This paper presents a proximal bundle (PB) framework based on a generic bundle update scheme for solving the hybrid convex composite optimization (HCCO) problem and establishes a common iteration-complexity bound for any variant belonging to it. As a consequence, iteration-complexity bounds for three PB variants based on different bundle update schemes are obtained in the HCCO context for the first time and in a unified manner. Although two of the PB variants are universal (i.e., their implementations do not require parameters associated with the HCCO instance), the other newly (as far as the authors are aware) proposed one is not, but has the advantage that it generates simple—namely, one-cut—bundle models.
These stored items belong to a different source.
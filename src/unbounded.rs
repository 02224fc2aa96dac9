use crate::segment::{self, Payload, Segment, Slot};
use crate::sync::{AtomicBool, AtomicPtr, AtomicUsize, Backoff, Ordering};

use crossbeam::utils::CachePadded;

use std::cmp;
use std::fmt;
use std::marker::PhantomData;

/// The number of slots allocated per growth step by [`Queue::new`].
pub const DEFAULT_CHUNK_SIZE: usize = 8192;

/// An unbounded, lock-free, multi-producer multi-consumer queue.
///
/// Every push and pop reserves a position with a single fetch-and-add.
/// Storage grows one chunk at a time when a producer's position falls past
/// the end, and chunks are freed once every position in them has been
/// drained.
///
/// [`pop`](Queue::pop) never waits for a producer that has not started yet.
/// A consumer that outruns production hands its position over to a later
/// read instead, so `None` means "nothing retrievable right now", and no
/// value is lost by it. Values pushed by a single thread and drained by a
/// single consumer come out in the order they were pushed. There is no
/// ordering across producers, and a redirected value may come out after
/// values pushed later than it.
pub struct Queue<T> {
    // the newest segment, whose range is the published capacity
    segment: CachePadded<AtomicPtr<Segment<T>>>,
    capacity: CachePadded<AtomicUsize>,
    write: CachePadded<AtomicUsize>,
    read: CachePadded<AtomicUsize>,
    // set while one thread allocates the next segment
    growing: CachePadded<AtomicBool>,
    chunk_size: usize,
    _marker: PhantomData<T>,
}

unsafe impl<T: Send> Send for Queue<T> {}
unsafe impl<T: Send> Sync for Queue<T> {}

impl<T> Queue<T> {
    /// Creates an empty queue growing by [`DEFAULT_CHUNK_SIZE`] slots.
    pub fn new() -> Queue<T> {
        Queue::with_chunk_size(DEFAULT_CHUNK_SIZE)
    }

    /// Creates an empty queue growing by `chunk_size` slots at a time.
    ///
    /// The chunk size is a tuning knob, not a limit: larger chunks mean
    /// fewer allocations, smaller ones less memory held by a drained queue.
    ///
    /// # Panics
    ///
    /// Panics if `chunk_size` is zero.
    pub fn with_chunk_size(chunk_size: usize) -> Queue<T> {
        if chunk_size == 0 {
            panic!("chunk size must be non-zero");
        }

        tracing::debug!(chunk_size, "creating unbounded queue");

        Queue {
            segment: CachePadded::new(AtomicPtr::new(Segment::first(chunk_size))),
            capacity: CachePadded::new(AtomicUsize::new(chunk_size)),
            write: CachePadded::new(AtomicUsize::new(0)),
            read: CachePadded::new(AtomicUsize::new(0)),
            growing: CachePadded::new(AtomicBool::new(false)),
            chunk_size,
            _marker: PhantomData,
        }
    }

    /// Pushes a value onto the queue.
    ///
    /// Never fails. Allocates a new chunk when the queue has to grow; an
    /// allocation failure aborts like any other failed `Box` allocation.
    pub fn push(&self, value: T) {
        // acquire a position in the queue
        let position = self.write.fetch_add(1, Ordering::Relaxed);

        unsafe {
            let (_, slot) = self.slot_for_write(position);
            slot.publish(Payload::Value(value));
        }
    }

    /// Pops a value off the queue, if one is currently retrievable.
    ///
    /// Never blocks. Waits only for a producer that has already reserved
    /// the position being read to finish publishing it.
    pub fn pop(&self) -> Option<T> {
        let position = self.read.fetch_add(1, Ordering::Relaxed);
        unsafe { self.pop_from(position) }
    }

    /// # Safety
    ///
    /// `position` must have been reserved for reading by the caller.
    unsafe fn pop_from(&self, mut position: usize) -> Option<T> {
        loop {
            // we outran the producers
            if position >= self.write.load(Ordering::Relaxed) {
                self.abandon(position);
                return None;
            }

            match self.resolve(position) {
                Some(value) => return Some(value),
                // the position was dead, take a fresh one
                None => position = self.read.fetch_add(1, Ordering::Relaxed),
            }
        }
    }

    /// The number of slots allocated per growth step.
    pub fn chunk_size(&self) -> usize {
        self.chunk_size
    }

    /// The number of positions currently addressable without growing.
    ///
    /// This counts every position ever allocated, including drained ones,
    /// and is not a bound on how many values the queue can hold.
    pub fn capacity(&self) -> usize {
        self.capacity.load(Ordering::Acquire)
    }

    /// Reads the position reserved by a consumer, following redirects.
    ///
    /// Returns `None` if the chain ends in a dead slot.
    ///
    /// # Safety
    ///
    /// `position` must have been reserved for reading by the caller (or
    /// handed over through a redirect), and reserved for writing by someone.
    unsafe fn resolve(&self, mut position: usize) -> Option<T> {
        loop {
            let (segment, slot) = self.slot_for_read(position);
            let payload = slot.take();
            Segment::release(segment);

            match payload {
                Payload::Value(value) => return Some(value),
                Payload::Redirect(target) => position = target,
                Payload::Dead => return None,
                Payload::Empty => unreachable!("took an unpublished slot"),
            }
        }
    }

    /// Hands over a read position that no producer has reserved yet.
    ///
    /// We can't simply give the position back: another consumer may
    /// already be contending for it. Instead we reserve a write position
    /// and leave a marker there for whoever reads it.
    ///
    /// # Safety
    ///
    /// `position` must have been reserved for reading by the caller.
    unsafe fn abandon(&self, position: usize) {
        loop {
            let reserved = self.write.fetch_add(1, Ordering::Relaxed);
            let (segment, slot) = self.slot_for_write(reserved);

            match reserved.cmp(&position) {
                // no producer will ever get here, let its reader move on
                cmp::Ordering::Less => slot.publish(Payload::Dead),
                // we hold both sides of this slot
                cmp::Ordering::Equal => return Segment::release(segment),
                // whoever reads `reserved` picks up our position instead
                cmp::Ordering::Greater => return slot.publish(Payload::Redirect(position)),
            }
        }
    }

    unsafe fn slot_for_write(&self, position: usize) -> (*mut Segment<T>, &Slot<T>) {
        self.grow_to(position);

        let segment = self.segment.load(Ordering::Acquire);
        Segment::get_for_write(segment, position)
    }

    unsafe fn slot_for_read(&self, position: usize) -> (*mut Segment<T>, &Slot<T>) {
        // the writer of this position may still be growing the queue
        let backoff = Backoff::new();
        while position >= self.capacity.load(Ordering::Acquire) {
            backoff.snooze();
        }

        let segment = self.segment.load(Ordering::Acquire);
        match Segment::get_for_read(segment, position) {
            Some(found) => found,
            None => segment::broken_chain(position),
        }
    }

    /// Grows the queue until `position` is addressable.
    fn grow_to(&self, position: usize) {
        let backoff = Backoff::new();

        while position >= self.capacity.load(Ordering::Acquire) {
            // someone else is growing, wait for them
            if self.growing.swap(true, Ordering::Acquire) {
                backoff.snooze();
                continue;
            }

            // the capacity may have changed before we won the election
            let capacity = self.capacity.load(Ordering::Acquire);
            if position >= capacity {
                unsafe { self.grow(capacity) };
            }

            self.growing.store(false, Ordering::Release);
        }
    }

    /// # Safety
    ///
    /// The caller must have won the grow election.
    unsafe fn grow(&self, capacity: usize) {
        let current = self.segment.load(Ordering::Acquire);
        let next = Segment::extend(current);
        debug_assert_eq!((&*next).addressable_range(), capacity + self.chunk_size);

        // publish the segment before the capacity that makes it reachable
        self.segment.store(next, Ordering::Release);
        self.capacity
            .store(capacity + self.chunk_size, Ordering::Release);

        tracing::trace!(capacity = capacity + self.chunk_size, "grew queue");

        // we no longer point at the old segment
        Segment::release(current);
    }
}

impl<T> Default for Queue<T> {
    fn default() -> Queue<T> {
        Queue::new()
    }
}

impl<T> fmt::Debug for Queue<T> {
    fn fmt(&self, f: &mut fmt::Formatter<'_>) -> fmt::Result {
        f.debug_struct("Queue")
            .field("chunk_size", &self.chunk_size)
            .field("capacity", &self.capacity())
            .finish_non_exhaustive()
    }
}

impl<T> Drop for Queue<T> {
    fn drop(&mut self) {
        // values still in the queue are dropped with their segments
        unsafe { Segment::free_chain(self.segment.load(Ordering::Relaxed)) }
    }
}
The paper also presents a universal adaptive PB variant (which is not necessarily an instance of the framework) based on one-cut models and shows that its iteration-complexity is the same as the two aforementioned universal PB variants.

Suggested Citation

  • Jiaming Liang & Renato D. C. Monteiro, 2024. "A Unified Analysis of a Class of Proximal Bundle Methods for Solving Hybrid Convex Composite Optimization Problems," Mathematics of Operations Research, INFORMS, vol. 49(2), pages 832-855, May.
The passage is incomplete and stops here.